Documents obtained through a Freedom of Information Act request show that 10 out of 18 green car companies that asked the federal government for support have since gone bankrupt or halted operations, reports Jalopnik.

The Department of Energy’s Advanced Technology Vehicle Manufacturing program was intended to hand out loans to companies to create advanced technology vehicles that would meet higher fuel efficiency standards.

However, the program has been controversial ever since the near collapse of the luxury hybrid maker Fisker Automotive, which got a $192 million loan guarantee and now appears unlikely to repay the entire loan.

The program has since come under intense criticism by Republicans who say taxpayer money was wasted and that the program failed to deliver on its promises of job creation.

“Fisker’s troubles are a sad reminder of the Department of Energy’s loan failures. The jobs we were promised never materialized,” said Michigan Republican Rep. Fred Upton and Pennsylvania Republican Rep. Tim Murphy.

However, many of the car companies that failed blamed their failure on the fact that they did not receive any taxpayer dollars, reports Jalopnik.

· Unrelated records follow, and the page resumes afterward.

use chrono::Local;
use serde::Serialize;
use std::collections::VecDeque;

const LOG_BUFFER_MAX: usize = 200;

#[derive(Debug, Clone, Serialize)]
pub struct LogEntry {
    pub timestamp: String,
    pub level: String,
    pub message: String,
}

/// Bounded in-memory event log; the oldest entries fall off the front.
pub struct LogBuffer {
    entries: VecDeque<LogEntry>,
}

impl LogBuffer {
    pub fn new() -> Self {
        LogBuffer {
            entries: VecDeque::new(),
        }
    }

    pub fn push(&mut self, level: &str, message: String) {
        let timestamp = Local::now().format("%H:%M:%S").to_string();
        self.entries.push_back(LogEntry {
            timestamp,
            level: level.to_string(),
            message,
        });
        while self.entries.len() > LOG_BUFFER_MAX {
            self.entries.pop_front();
        }
    }

    pub fn info(&mut self, message: String) {
        self.push("info", message);
    }

    pub fn error(&mut self, message: String) {
        self.push("error", message);
    }

    /// Entries from `since_index` on, for incremental polling.
    pub fn get(&self, since_index: usize) -> Vec<LogEntry> {
        self.entries.iter().skip(since_index).cloned().collect()
    }

    pub fn last(&self) -> Option<&LogEntry> {
        self.entries.back()
    }

    pub fn len(&self) -> usize {
        self.entries.len()
    }

    pub fn is_empty(&self) -> bool {
        self.entries.is_empty()
    }
}

impl Default for LogBuffer {
    fn default() -> Self {
        Self::new()
    }
}

#[cfg(test)]
mod tests {
    use super::*;

    #[test]
    fn push_records_level_and_timestamp() {
        let mut log = LogBuffer::new();
        log.info("Groove started".to_string());
        let entry = log.last().unwrap();
        assert_eq!(entry.level, "info");
        assert_eq!(entry.message, "Groove started");
        assert_eq!(entry.timestamp.len(), 8); // HH:MM:SS
    }

    #[test]
    fn buffer_is_bounded() {
        let mut log = LogBuffer::new();
        for i in 0..(LOG_BUFFER_MAX + 25) {
            log.info(format!("event {}", i));
        }
        assert_eq!(log.len(), LOG_BUFFER_MAX);
        assert_eq!(log.get(0)[0].message, "event 25");
    }

    #[test]
    fn get_skips_already_seen_entries() {
        let mut log = LogBuffer::new();
        log.info("a".to_string());
        log.error("b".to_string());
        let newer = log.get(1);
        assert_eq!(newer.len(), 1);
        assert_eq!(newer[0].level, "error");
    }
}
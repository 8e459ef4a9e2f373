//! Look-ahead swing scheduler.
//!
//! Turns a fixed tempo and swing ratio into a stream of beat events. Every
//! poll queues all beats whose straight start falls before `now + lookahead`,
//! so the audio side always has the next events in hand before the clock
//! reaches them. Offbeats (odd beats) are pushed later by the swing shift.

use crate::config::GrooveConfig;
use serde::Serialize;

/// A beat handed to the scheduler callback.
#[derive(Debug, Clone, Copy, PartialEq, Serialize)]
pub struct ScheduledBeat {
    /// When the beat should sound, in seconds on the audio clock (swing applied).
    pub time: f64,
    /// Beats since the groove started.
    pub beat: u64,
}

/// Where a beat sits in the song grid.
#[derive(Debug, Clone, Copy, PartialEq, Eq, Serialize)]
pub struct BeatPosition {
    pub beat: u64,
    pub bar: u64,
    pub beat_in_bar: u32,
}

impl BeatPosition {
    /// Derive bar and beat-in-bar from the integer beat count.
    pub fn from_beat(beat: u64, beats_per_bar: u32) -> Self {
        let per_bar = beats_per_bar.max(1) as u64;
        BeatPosition {
            beat,
            bar: beat / per_bar,
            beat_in_bar: (beat % per_bar) as u32,
        }
    }

    pub fn is_downbeat(&self) -> bool {
        self.beat_in_bar == 0
    }
}

/// True for the odd ("and") beats that get the swing delay.
pub fn is_offbeat(beat: u64) -> bool {
    beat % 2 == 1
}

/// How far an offbeat is delayed past its straight position.
pub fn offbeat_shift(beat_duration: f64, swing_ratio: f64) -> f64 {
    beat_duration * (1.0 - swing_ratio)
}

/// Bar index for a point on the audio clock. Zero before `start_time`.
pub fn bar_at(time: f64, start_time: f64, bar_duration: f64) -> u64 {
    if time <= start_time || bar_duration <= 0.0 {
        return 0;
    }
    ((time - start_time) / bar_duration).floor() as u64
}

pub struct SwingScheduler {
    start_time: f64,
    beat_duration: f64,
    swing_ratio: f64,
    lookahead: f64,
    next_beat: u64,
}

impl SwingScheduler {
    /// Create a scheduler whose beat 0 lands at `start_time`.
    pub fn new(start_time: f64, config: &GrooveConfig) -> Self {
        SwingScheduler {
            start_time,
            beat_duration: config.beat_duration(),
            swing_ratio: config.swing_ratio as f64,
            lookahead: config.lookahead_secs as f64,
            next_beat: 0,
        }
    }

    /// The next beat that has not been scheduled yet.
    pub fn next_beat(&self) -> u64 {
        self.next_beat
    }

    /// Unswung start of `beat`.
    pub fn straight_time(&self, beat: u64) -> f64 {
        self.start_time + self.beat_duration * beat as f64
    }

    /// Start of `beat` with the offbeat shift applied.
    pub fn swung_time(&self, beat: u64) -> f64 {
        let straight = self.straight_time(beat);
        if is_offbeat(beat) {
            straight + offbeat_shift(self.beat_duration, self.swing_ratio)
        } else {
            straight
        }
    }

    /// Schedule every pending beat whose straight start is inside the
    /// look-ahead window. Returns how many beats were handed to `on_beat`.
    pub fn poll<F>(&mut self, now: f64, mut on_beat: F) -> usize
    where
        F: FnMut(ScheduledBeat),
    {
        let horizon = now + self.lookahead;
        let mut scheduled = 0;
        while self.straight_time(self.next_beat) < horizon {
            on_beat(ScheduledBeat {
                time: self.swung_time(self.next_beat),
                beat: self.next_beat,
            });
            self.next_beat += 1;
            scheduled += 1;
        }
        scheduled
    }

    /// Convenience form of [`poll`](Self::poll) that gathers the beats.
    pub fn poll_collect(&mut self, now: f64) -> Vec<ScheduledBeat> {
        let mut beats = Vec::new();
        self.poll(now, |b| beats.push(b));
        beats
    }
}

“Each of these applicants has been caught for several years in a costly and extensive DOE due-diligence process,” said William Santana Li, CEO of Carbon Motors — one of the companies that did not get government funding. “Carbon Motors simply appears to be the last victim of this political gamesmanship.”

Jalopnik obtained documents from September 2011, so the list of companies that applied is not a complete one. However, no money has been handed out by the DOE since the failure of the solar company Solyndra.

Fisker and the Vehicle Production Group (VPG) both received federal loan guarantees and are on the verge of bankruptcy. VPG got a $50 million government loan and has stopped production and laid off all their employees.

VPG was estimated to make up to 22,000 gasoline and natural gas-powered vehicles annually and create 900 permanent jobs, but the company halted production last year after the DOE cut off its funding — they only built 2,500 MV-1 vans.

Fisker lost $557,000 on each of the 2,000 luxury hybrid Karmas it sold worldwide — only 900 were sold in the United States. The company has not built a car since July 2012.